Filter the entries below, keeping only lines with the word "String".

(Extracted records)
###

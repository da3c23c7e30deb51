/// Sandboxed Executor - Run One Untrusted Process Under Limits
///
/// **Core Responsibility:**
/// Spawn a single command, feed it stdin, capture bounded output, and
/// classify how it ended.
///
/// **Isolation Layers (when the sandbox is enabled):**
/// - Own process group, killed as a whole on deadline or exit
/// - Parent-death signal so nothing outlives the worker
/// - rlimits: CPU seconds, address space, file size, stack, open files
/// - seccomp-BPF syscall policy chosen by the command's profile
/// - Optional preload allocator with a fixed heap for native code
///
/// With the sandbox disabled only the deadline and group kill remain.

pub mod capture;
pub mod executor;
pub mod limits;
pub mod seccomp;

pub use capture::CapturedOutput;
pub use executor::{ExecutionReport, ExitClassification, LimitKind, SandboxedExecutor};

use std::path::PathBuf;
use thiserror::Error;

#[derive(Debug, Error)]
pub enum SandboxError {
    #[error("failed to spawn '{program}': {source}")]
    Spawn {
        program: String,
        #[source]
        source: std::io::Error,
    },
    #[error("sandbox admission is closed")]
    AdmissionClosed,
}

/// Which system calls a sandboxed process may make.
#[derive(Debug, Clone, Copy, PartialEq, Eq)]
pub enum SyscallPolicy {
    /// No filter. Only for trusted toolchain processes.
    Unrestricted,
    /// Threads allowed; new processes, sockets and tracing are fatal.
    NoSubprocess,
    /// Like `NoSubprocess`, and thread creation is fatal too.
    SingleProcess,
}

/// Kind of process being launched. Drives limits and syscall policy.
#[derive(Debug, Clone, Copy, PartialEq, Eq)]
pub enum SandboxProfile {
    /// Compilers and syntax checkers.
    Toolchain,
    /// Natively compiled candidate program.
    Native,
    /// Candidate script run by an interpreter.
    Interpreter,
    /// Candidate bytecode run by the JVM; memory bounded by `-Xmx`.
    Jvm,
}

impl SandboxProfile {
    pub fn syscall_policy(&self) -> SyscallPolicy {
        match self {
            SandboxProfile::Toolchain => SyscallPolicy::Unrestricted,
            SandboxProfile::Native => SyscallPolicy::SingleProcess,
            SandboxProfile::Interpreter | SandboxProfile::Jvm => SyscallPolicy::NoSubprocess,
        }
    }

    /// Runtimes that report an uncaught exception through a non-zero exit.
    pub fn reports_exceptions_by_exit(&self) -> bool {
        matches!(self, SandboxProfile::Interpreter | SandboxProfile::Jvm)
    }
}

/// An executable invocation.
#[derive(Debug, Clone, PartialEq)]
pub struct Command {
    pub program: String,
    pub args: Vec<String>,
    pub working_dir: PathBuf,
    pub env: Vec<(String, String)>,
    /// Exported as `LD_LIBRARY_PATH`.
    pub library_path: Vec<PathBuf>,
    /// Exported as `CLASSPATH`.
    pub classpath: Vec<PathBuf>,
    pub profile: SandboxProfile,
}

impl Command {
    pub fn new(
        program: impl Into<String>,
        working_dir: impl Into<PathBuf>,
        profile: SandboxProfile,
    ) -> Self {
        Self {
            program: program.into(),
            args: Vec::new(),
            working_dir: working_dir.into(),
            env: Vec::new(),
            library_path: Vec::new(),
            classpath: Vec::new(),
            profile,
        }
    }

    pub fn arg(mut self, arg: impl Into<String>) -> Self {
        self.args.push(arg.into());
        self
    }

    pub fn args<I, S>(mut self, args: I) -> Self
    where
        I: IntoIterator<Item = S>,
        S: Into<String>,
    {
        self.args.extend(args.into_iter().map(Into::into));
        self
    }

    pub fn env(mut self, key: impl Into<String>, value: impl Into<String>) -> Self {
        self.env.push((key.into(), value.into()));
        self
    }

    pub fn library_path(mut self, path: impl Into<PathBuf>) -> Self {
        self.library_path.push(path.into());
        self
    }

    pub fn classpath(mut self, path: impl Into<PathBuf>) -> Self {
        self.classpath.push(path.into());
        self
    }

    /// Shell-like rendering for logs.
    pub fn display(&self) -> String {
        std::iter::once(self.program.as_str())
            .chain(self.args.iter().map(String::as_str))
            .collect::<Vec<_>>()
            .join(" ")
    }
}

###

Result for this task:
        program: String,
    pub program: String,
    pub args: Vec<String>,
    pub env: Vec<(String, String)>,
        program: impl Into<String>,
    pub fn arg(mut self, arg: impl Into<String>) -> Self {
        S: Into<String>,
    pub fn env(mut self, key: impl Into<String>, value: impl Into<String>) -> Self {
    pub fn display(&self) -> String {
            .chain(self.args.iter().map(String::as_str))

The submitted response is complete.